Work required:
Copy out each line below in which the string "AppState" appears.

Record excerpts:
[Start of section]

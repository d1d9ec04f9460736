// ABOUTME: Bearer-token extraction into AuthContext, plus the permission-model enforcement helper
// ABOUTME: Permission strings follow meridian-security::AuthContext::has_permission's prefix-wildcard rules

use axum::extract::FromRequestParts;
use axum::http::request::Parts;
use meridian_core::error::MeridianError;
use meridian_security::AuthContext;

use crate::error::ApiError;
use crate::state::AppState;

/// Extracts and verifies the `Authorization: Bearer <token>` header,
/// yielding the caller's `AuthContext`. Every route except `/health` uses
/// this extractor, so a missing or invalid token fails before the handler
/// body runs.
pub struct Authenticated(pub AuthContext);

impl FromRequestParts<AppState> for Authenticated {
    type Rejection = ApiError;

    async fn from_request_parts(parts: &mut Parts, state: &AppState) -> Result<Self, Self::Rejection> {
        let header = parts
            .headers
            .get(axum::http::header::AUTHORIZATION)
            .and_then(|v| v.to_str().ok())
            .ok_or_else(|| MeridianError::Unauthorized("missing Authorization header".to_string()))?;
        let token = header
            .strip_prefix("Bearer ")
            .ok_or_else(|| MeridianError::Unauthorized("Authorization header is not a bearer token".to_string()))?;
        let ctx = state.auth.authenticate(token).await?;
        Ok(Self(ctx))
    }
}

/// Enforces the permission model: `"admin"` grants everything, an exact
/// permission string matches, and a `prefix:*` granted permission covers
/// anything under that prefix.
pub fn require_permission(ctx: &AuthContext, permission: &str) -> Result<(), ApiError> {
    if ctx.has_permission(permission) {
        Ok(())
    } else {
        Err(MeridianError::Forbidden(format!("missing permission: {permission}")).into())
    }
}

[End of section]

Response for this exercise:
use crate::state::AppState;
impl FromRequestParts<AppState> for Authenticated {
    async fn from_request_parts(parts: &mut Parts, state: &AppState) -> Result<Self, Self::Rejection> {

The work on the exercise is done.